Another embodiment of the present invention also provides a kind of computer readable storage medium, and computer-readable recording medium storage has
Program, when program is executed by processor, so that the step of processor executes the authentication method of above-described embodiment.
It should be understood by those skilled in the art that, the embodiment in the embodiment of the present invention can provide as method, system or meter
Calculation machine program product.Therefore, complete hardware embodiment, complete software embodiment can be used in the embodiment of the present invention or combine soft
The form of the embodiment of part and hardware aspect.Moreover, being can be used in the embodiment of the present invention in one or more wherein includes meter
Computer-usable storage medium (including but not limited to magnetic disk storage, CD-ROM, the optical memory of calculation machine usable program code
Deng) on the form of computer program product implemented.
It is referring to the method for middle embodiment, equipment (system) according to embodiments of the present invention and to calculate in the embodiment of the present invention
The flowchart and/or the block diagram of machine program product describes.It should be understood that can be realized by computer program instructions flow chart and/or
The combination of the process and/or box in each flow and/or block and flowchart and/or the block diagram in block diagram.It can mention
For the processing of these computer program instructions to general purpose computer, special purpose computer, Embedded Processor or other programmable datas
The processor of equipment is to generate a machine, so that being executed by computer or the processor of other programmable data processing devices
Instruction generation refer to for realizing in one or more flows of the flowchart and/or one or more blocks of the block diagram
The device of fixed function.
These computer program instructions, which may also be stored in, is able to guide computer or other programmable data processing devices with spy
Determine in the computer-readable memory that mode works, so that it includes referring to that instruction stored in the computer readable memory, which generates,
Enable the manufacture of device, the command device realize in one box of one or more flows of the flowchart and/or block diagram or
The function of being specified in multiple boxes.

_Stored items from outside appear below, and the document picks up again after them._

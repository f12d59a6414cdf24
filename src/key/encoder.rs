//! Canonical encoding of operation sequences into filename suffixes.
//!
//! The canonical string for `[thumbnail{width: 100, height: 100}]` with default separators is
//! `thumbnail+width-100+height-100`, suitable for names like
//! `my_horse.thumbnail+width-100+height-100.jpg`.
//!
//! Values are not escaped: a value that itself contains a separator makes the string ambiguous
//! to a human reader. Keeping values free of separators is the caller's job; hashed keys are
//! unaffected since the digest covers the full canonical string.

use std::collections::BTreeMap;

use crate::foundation::error::{ImagineError, ImagineResult};
use crate::key::digest::base62_digest;
use crate::key::separators::SeparatorConfig;
use crate::ops::operation::{Operation, OperationSequence};

/// Digest length used when the caller does not choose one.
pub const DEFAULT_HASH_LENGTH: usize = 8;

/// Encode `sequence` into its canonical string.
///
/// Each operation becomes `name` followed by `operation + param + parameter + value` for every
/// parameter in order; operations are joined with `operation_group`. Nothing is reordered or
/// deduplicated. An empty sequence encodes to `""`.
pub fn encode(
    sequence: &OperationSequence,
    separators: &SeparatorConfig,
) -> ImagineResult<String> {
    let mut segments = Vec::with_capacity(sequence.len());
    for op in sequence {
        segments.push(encode_operation(op, separators)?);
    }
    Ok(segments.join(&separators.operation_group))
}

/// Derive the cache key for `sequence`.
///
/// Returns the canonical string when `hashed` is false, otherwise a `[0-9A-Za-z]` digest of
/// exactly `hash_length` characters. `hash_length` is checked even when not hashing so that a bad
/// configuration surfaces on first use.
pub fn derive_key(
    sequence: &OperationSequence,
    separators: &SeparatorConfig,
    hashed: bool,
    hash_length: usize,
) -> ImagineResult<String> {
    if hash_length == 0 {
        return Err(ImagineError::InvalidHashLength(hash_length));
    }
    let canonical = encode(sequence, separators)?;
    if !hashed {
        return Ok(canonical);
    }
    let key = base62_digest(&canonical, hash_length);
    tracing::trace!(%canonical, %key, "derived hashed operation key");
    Ok(key)
}

/// Hashed key for every named version, e.g. `{"thumb": ..., "large": ...}`.
pub fn hash_image_operations(
    versions: &BTreeMap<String, OperationSequence>,
    separators: &SeparatorConfig,
    hash_length: usize,
) -> ImagineResult<BTreeMap<String, String>> {
    versions
        .iter()
        .map(|(name, ops)| Ok((name.clone(), derive_key(ops, separators, true, hash_length)?)))
        .collect()
}

fn encode_operation(op: &Operation, separators: &SeparatorConfig) -> ImagineResult<String> {
    op.validate()?;
    let mut out = op.name().to_string();
    for (param, value) in op.params() {
        let text = value
            .canonical()
            .map_err(|reason| ImagineError::unstringifiable(op.name(), param, reason))?;
        out.push_str(&separators.operation);
        out.push_str(param);
        out.push_str(&separators.parameter);
        out.push_str(&text);
    }
    Ok(out)
}

/// Encoder bound to one separator configuration.
#[derive(Clone, Debug, Default, PartialEq, Eq)]
pub struct OperationKeyEncoder {
    separators: SeparatorConfig,
}

impl OperationKeyEncoder {
    /// Encoder using `separators`.
    pub fn new(separators: SeparatorConfig) -> Self {
        Self { separators }
    }

    /// Separators in use.
    pub fn separators(&self) -> &SeparatorConfig {
        &self.separators
    }

    /// See [`encode`].
    pub fn encode(&self, sequence: &OperationSequence) -> ImagineResult<String> {
        encode(sequence, &self.separators)
    }

    /// See [`derive_key`].
    pub fn derive_key(
        &self,
        sequence: &OperationSequence,
        hashed: bool,
        hash_length: usize,
    ) -> ImagineResult<String> {
        derive_key(sequence, &self.separators, hashed, hash_length)
    }
}

#[cfg(test)]
#[path = "../../tests/unit/key/encoder.rs"]
mod tests;
use super::*;
use serde_json::json;

#[test]
fn integers_and_floats_use_canonical_decimal() {
    assert_eq!(ParamValue::from(100).canonical().unwrap(), "100");
    assert_eq!(ParamValue::from(-7i64).canonical().unwrap(), "-7");
    assert_eq!(ParamValue::from(u64::MAX).canonical().unwrap(), "18446744073709551615");
    assert_eq!(ParamValue::from(100.0).canonical().unwrap(), "100");
    assert_eq!(ParamValue::from(1.5).canonical().unwrap(), "1.5");
    assert_eq!(ParamValue::from(0.1f32).canonical().unwrap(), "0.1");
}

#[test]
fn strings_are_kept_verbatim() {
    assert_eq!(ParamValue::from("inset").canonical().unwrap(), "inset");
}

#[test]
fn non_finite_and_opaque_values_have_no_canonical_form() {
    assert!(ParamValue::Float(f64::NAN).canonical().is_err());
    assert!(ParamValue::Float(f64::INFINITY).canonical().is_err());
    assert!(ParamValue::from(json!(null)).canonical().is_err());
    assert!(ParamValue::from(json!(true)).canonical().is_err());
    assert!(ParamValue::from(json!([1, 2])).canonical().is_err());
    assert!(ParamValue::from(json!({"a": 1})).canonical().is_err());
}

#[test]
fn json_numbers_map_to_narrowest_variant() {
    assert_eq!(ParamValue::from(json!(3)), ParamValue::Int(3));
    assert_eq!(ParamValue::from(json!(u64::MAX)), ParamValue::UInt(u64::MAX));
    assert_eq!(ParamValue::from(json!(2.5)), ParamValue::Float(2.5));
    assert_eq!(ParamValue::from(json!("x")), ParamValue::Str("x".to_string()));
}

#[test]
fn numeric_views_accept_numeric_strings() {
    assert_eq!(ParamValue::from("120").as_u64(), Some(120));
    assert_eq!(ParamValue::from(" 0.5 ").as_f64(), Some(0.5));
    assert_eq!(ParamValue::from(64.0).as_u64(), Some(64));
    assert_eq!(ParamValue::from(64.5).as_u64(), None);
    assert_eq!(ParamValue::from(-1).as_u64(), None);
    assert_eq!(ParamValue::from("wide").as_f64(), None);
}

#[test]
fn to_json_mirrors_variant() {
    assert_eq!(ParamValue::from(3).to_json(), json!(3));
    assert_eq!(ParamValue::from("a").to_json(), json!("a"));
    assert_eq!(ParamValue::from(json!(false)).to_json(), json!(false));
}
pub(crate) mod digest;
pub(crate) mod encoder;
pub(crate) mod separators;
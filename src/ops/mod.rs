pub(crate) mod operation;
pub(crate) mod value;
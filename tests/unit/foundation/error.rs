use super::*;

#[test]
fn display_prefixes_are_stable() {
    assert!(
        ImagineError::invalid_operation("x")
            .to_string()
            .contains("invalid operation:")
    );
    assert!(
        ImagineError::unsupported("warp")
            .to_string()
            .contains("unsupported image operation `warp`")
    );
    assert!(
        ImagineError::invalid_parameter("x")
            .to_string()
            .contains("invalid parameter:")
    );
    assert!(
        ImagineError::serde("x")
            .to_string()
            .contains("serialization error:")
    );
    assert!(
        ImagineError::config("x")
            .to_string()
            .contains("configuration error:")
    );
    assert_eq!(
        ImagineError::InvalidHashLength(0).to_string(),
        "invalid hash length 0: must be at least 1"
    );
}

#[test]
fn unstringifiable_names_operation_and_parameter() {
    let msg = ImagineError::unstringifiable("thumbnail", "width", "null").to_string();
    assert!(msg.contains("`width`"));
    assert!(msg.contains("`thumbnail`"));
    assert!(msg.ends_with("null"));
}

#[test]
fn other_preserves_source() {
    let base = std::io::Error::other("boom");
    let err = ImagineError::Other(anyhow::Error::new(base));
    assert!(err.to_string().contains("boom"));
}
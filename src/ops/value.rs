use serde_json::Value as JsonValue;

/// A single operation parameter value.
///
/// Only integers, finite floats and strings have a canonical textual form. Anything else that
/// arrives through JSON is kept as [`ParamValue::Opaque`] so that key derivation can reject it
/// instead of silently inventing a placeholder.
#[derive(Clone, Debug, PartialEq)]
pub enum ParamValue {
    /// Signed integer.
    Int(i64),
    /// Unsigned integer that does not fit in `i64`.
    UInt(u64),
    /// Floating point number.
    Float(f64),
    /// Free-form string.
    Str(String),
    /// A value without a canonical textual form (null, bool, array, object).
    Opaque(JsonValue),
}

impl ParamValue {
    /// Canonical decimal/string form used in cache keys.
    ///
    /// Integers print without a fractional part, floats use the shortest representation that
    /// round-trips (so `100.0` prints as `100`). The error carries a human readable reason.
    pub fn canonical(&self) -> Result<String, String> {
        match self {
            Self::Int(v) => Ok(v.to_string()),
            Self::UInt(v) => Ok(v.to_string()),
            Self::Float(v) if v.is_finite() => Ok(v.to_string()),
            Self::Float(v) => Err(format!("non-finite float `{v}`")),
            Self::Str(s) => Ok(s.clone()),
            Self::Opaque(v) => Err(match v {
                JsonValue::Null => "null has no textual form".to_string(),
                JsonValue::Bool(_) => "booleans have no canonical textual form".to_string(),
                JsonValue::Array(_) => "arrays have no canonical textual form".to_string(),
                JsonValue::Object(_) => "objects have no canonical textual form".to_string(),
                other => format!("unsupported value `{other}`"),
            }),
        }
    }

    /// Numeric view; numeric strings are accepted.
    pub fn as_f64(&self) -> Option<f64> {
        match self {
            Self::Int(v) => Some(*v as f64),
            Self::UInt(v) => Some(*v as f64),
            Self::Float(v) => Some(*v),
            Self::Str(s) => s.trim().parse().ok(),
            Self::Opaque(_) => None,
        }
    }

    /// Non-negative integral view; integral floats and numeric strings are accepted.
    pub fn as_u64(&self) -> Option<u64> {
        match self {
            Self::Int(v) => u64::try_from(*v).ok(),
            Self::UInt(v) => Some(*v),
            Self::Float(v) => {
                if v.is_finite() && v.fract() == 0.0 && *v >= 0.0 && *v <= u64::MAX as f64 {
                    Some(*v as u64)
                } else {
                    None
                }
            }
            Self::Str(s) => s.trim().parse().ok(),
            Self::Opaque(_) => None,
        }
    }

    /// String view. Only [`ParamValue::Str`] is a string.
    pub fn as_str(&self) -> Option<&str> {
        match self {
            Self::Str(s) => Some(s),
            _ => None,
        }
    }

    /// JSON form of this value.
    pub fn to_json(&self) -> JsonValue {
        match self {
            Self::Int(v) => JsonValue::from(*v),
            Self::UInt(v) => JsonValue::from(*v),
            Self::Float(v) => JsonValue::from(*v),
            Self::Str(s) => JsonValue::String(s.clone()),
            Self::Opaque(v) => v.clone(),
        }
    }
}

impl From<JsonValue> for ParamValue {
    fn from(v: JsonValue) -> Self {
        match v {
            JsonValue::Number(n) => {
                if let Some(i) = n.as_i64() {
                    Self::Int(i)
                } else if let Some(u) = n.as_u64() {
                    Self::UInt(u)
                } else {
                    // serde_json numbers without arbitrary precision are always representable.
                    Self::Float(n.as_f64().unwrap_or(f64::NAN))
                }
            }
            JsonValue::String(s) => Self::Str(s),
            other => Self::Opaque(other),
        }
    }
}

impl From<i32> for ParamValue {
    fn from(v: i32) -> Self {
        Self::Int(i64::from(v))
    }
}

impl From<i64> for ParamValue {
    fn from(v: i64) -> Self {
        Self::Int(v)
    }
}

impl From<u32> for ParamValue {
    fn from(v: u32) -> Self {
        Self::Int(i64::from(v))
    }
}

impl From<u64> for ParamValue {
    fn from(v: u64) -> Self {
        match i64::try_from(v) {
            Ok(i) => Self::Int(i),
            Err(_) => Self::UInt(v),
        }
    }
}

impl From<f32> for ParamValue {
    fn from(v: f32) -> Self {
        // Go through the shortest f32 text so `0.1f32` stays `0.1` instead of its widened bits.
        Self::Float(v.to_string().parse().unwrap_or(f64::from(v)))
    }
}

impl From<f64> for ParamValue {
    fn from(v: f64) -> Self {
        Self::Float(v)
    }
}

impl From<&str> for ParamValue {
    fn from(v: &str) -> Self {
        Self::Str(v.to_string())
    }
}

impl From<String> for ParamValue {
    fn from(v: String) -> Self {
        Self::Str(v)
    }
}

#[cfg(test)]
#[path = "../../tests/unit/ops/value.rs"]
mod tests;
use crate::*;
use indexmap::IndexMap;
use uuid::Uuid;

/// Per-contest, per-option values in manifest order (contest id, then option id).
pub type ContestMap<T> = IndexMap<String, IndexMap<String, T>>;

/// One option's ciphertext and its 0-or-1 proof.
#[derive(Serialize, Deserialize, Debug, Clone, PartialEq, Eq)]
pub struct EncryptedSelection {
    pub object_id: String,
    pub ciphertext: Ciphertext,
    pub proof: DisjunctiveChaumPedersenProof,
}

/// All of a contest's selections (placeholders included) and the proof that they sum to `max`.
#[derive(Serialize, Deserialize, Debug, Clone, PartialEq, Eq)]
pub struct EncryptedContest {
    pub object_id: String,
    pub selections: Vec<EncryptedSelection>,
    pub proof: ConstantChaumPedersenProof,
}

impl EncryptedContest {
    pub fn aggregate(&self, group: &Group) -> Ciphertext {
        Ciphertext::accumulate(group, self.selections.iter().map(|s| &s.ciphertext))
    }
}

/// What a voter's device sends.
#[derive(Serialize, Deserialize, Debug, Clone, PartialEq, Eq)]
pub struct BallotSubmission {
    /// Public identifier chosen by the encrypting device, folded into the crypto hash.
    pub encryption_id: String,
    pub device_info: String,
    pub timestamp: u64,
    pub contests: Vec<EncryptedContest>,
}

#[derive(Serialize, Deserialize, Debug, Clone, Copy, PartialEq, Eq)]
pub enum BallotState {
    /// Stored and inspectable, not counted.
    Spoiled,
    /// Cast. Irreversible.
    Submitted,
}

/// A ballot accepted by the server.
#[derive(Serialize, Deserialize, Debug, Clone)]
pub struct StoredBallot {
    pub id: Uuid,
    pub election_id: Uuid,
    pub voter: String,
    pub encryption_id: String,
    pub device_info: String,
    pub timestamp: u64,
    pub state: BallotState,
    pub contests: Vec<EncryptedContest>,
    pub crypto_hash: ElementModQ,
    pub tracking_code: TrackingCode,
    pub previous_tracking_code: TrackingCode,
}

impl StoredBallot {
    /// Ciphertexts keyed by contest and option, in manifest order.
    pub fn ciphertexts(&self, manifest: &Manifest) -> Result<ContestMap<Ciphertext>, Error> {
        let mut map = ContestMap::new();
        for description in &manifest.contests {
            let contest = find_contest(&self.contests, &description.object_id)?;
            let mut options = IndexMap::new();
            for option in description.all_options() {
                let selection = find_selection(contest, &option.object_id)?;
                options.insert(option.object_id.clone(), selection.ciphertext.clone());
            }
            map.insert(description.object_id.clone(), options);
        }
        Ok(map)
    }
}

fn find_contest<'a>(
    contests: &'a [EncryptedContest],
    id: &str,
) -> Result<&'a EncryptedContest, Error> {
    contests
        .iter()
        .find(|c| c.object_id == id)
        .ok_or_else(|| Error::SelectionNotFound(id.to_string()))
}

fn find_selection<'a>(
    contest: &'a EncryptedContest,
    id: &str,
) -> Result<&'a EncryptedSelection, Error> {
    contest
        .selections
        .iter()
        .find(|s| s.object_id == id)
        .ok_or_else(|| Error::SelectionNotFound(id.to_string()))
}

/// The ballot must carry exactly the manifest's contests, each with exactly its
/// `options + max` selections.
pub fn validate_ballot_shape(manifest: &Manifest, ballot: &BallotSubmission) -> Result<(), Error> {
    if ballot.contests.len() != manifest.contests.len() {
        return Err(Error::ShapeMismatch(format!(
            "expected {} contests, found {}",
            manifest.contests.len(),
            ballot.contests.len()
        )));
    }

    for description in &manifest.contests {
        let matching = ballot
            .contests
            .iter()
            .filter(|c| c.object_id == description.object_id)
            .count();
        if matching != 1 {
            return Err(Error::ShapeMismatch(format!(
                "contest {} appears {} times",
                description.object_id, matching
            )));
        }
        let contest = find_contest(&ballot.contests, &description.object_id)?;

        let expected = description.all_options();
        if contest.selections.len() != expected.len() {
            return Err(Error::ShapeMismatch(format!(
                "contest {} needs {} selections, found {}",
                description.object_id,
                expected.len(),
                contest.selections.len()
            )));
        }
        for option in expected {
            let matching = contest
                .selections
                .iter()
                .filter(|s| s.object_id == option.object_id)
                .count();
            if matching != 1 {
                return Err(Error::ShapeMismatch(format!(
                    "selection {} appears {} times",
                    option.object_id, matching
                )));
            }
        }
    }
    Ok(())
}

/// Check every selection proof, then every contest-sum proof. Fails on the first bad proof.
pub fn verify_ballot_proofs(
    verifier: &ProofVerifier,
    group: &Group,
    manifest: &Manifest,
    joint_public_key: &ElementModP,
    ballot: &BallotSubmission,
) -> Result<(), Error> {
    for description in &manifest.contests {
        let contest = find_contest(&ballot.contests, &description.object_id)?;
        for selection in &contest.selections {
            verifier
                .verify(Attestation::Selection {
                    proof: &selection.proof,
                    ciphertext: &selection.ciphertext,
                    public_key: joint_public_key,
                })
                .map_err(|e| {
                    tracing::debug!(selection = %selection.object_id, "selection proof rejected");
                    e
                })?;
        }

        let aggregate = contest.aggregate(group);
        verifier
            .verify(Attestation::ContestSum {
                proof: &contest.proof,
                ciphertext: &aggregate,
                public_key: joint_public_key,
                expected: description.max as u64,
            })
            .map_err(|e| {
                tracing::debug!(contest = %contest.object_id, "contest sum proof rejected");
                e
            })?;
    }
    Ok(())
}

/// Sum every submitted ballot's ciphertexts per (contest, option).
///
/// Recomputed from scratch on each call. Options nobody voted on hold the neutral ciphertext.
pub fn accumulate_tallies<'a, I>(
    group: &Group,
    manifest: &Manifest,
    ballots: I,
) -> Result<ContestMap<Ciphertext>, Error>
where
    I: IntoIterator<Item = &'a StoredBallot>,
{
    let mut tallies: ContestMap<Ciphertext> = manifest
        .contests
        .iter()
        .map(|contest| {
            let options = contest
                .all_options()
                .iter()
                .map(|o| (o.object_id.clone(), Ciphertext::zero(group)))
                .collect();
            (contest.object_id.clone(), options)
        })
        .collect();

    for ballot in ballots
        .into_iter()
        .filter(|b| b.state == BallotState::Submitted)
    {
        for (contest_id, options) in ballot.ciphertexts(manifest)? {
            let contest_tally = tallies
                .get_mut(&contest_id)
                .ok_or_else(|| Error::SelectionNotFound(contest_id.clone()))?;
            for (option_id, ciphertext) in options {
                let sum = contest_tally
                    .get_mut(&option_id)
                    .ok_or_else(|| Error::SelectionNotFound(option_id.clone()))?;
                *sum = sum.add(group, &ciphertext);
            }
        }
    }

    Ok(tallies)
}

These computer program instructions also can be loaded onto a computer or other programmable data processing device, so that counting
Series of operation steps are executed on calculation machine or other programmable devices to generate computer implemented processing, thus in computer or
The instruction executed on other programmable devices is provided for realizing in one or more flows of the flowchart and/or block diagram one
The step of function of being specified in a box or multiple boxes.
Although the preferred embodiment in the embodiment of the present invention has been described, once a person skilled in the art knows
Basic creative concept, then additional changes and modifications may be made to these embodiments.So appended claims are intended to explain
Being includes preferred embodiment and all change and modification for falling into range in the embodiment of the present invention.
Obviously, various changes and modifications can be made to the invention without departing from essence of the invention by those skilled in the art
Mind and range.In this way, if these modifications and changes of the present invention belongs to the range of the claims in the present invention and its equivalent technologies
Within, then the present invention is also intended to include these modifications and variations.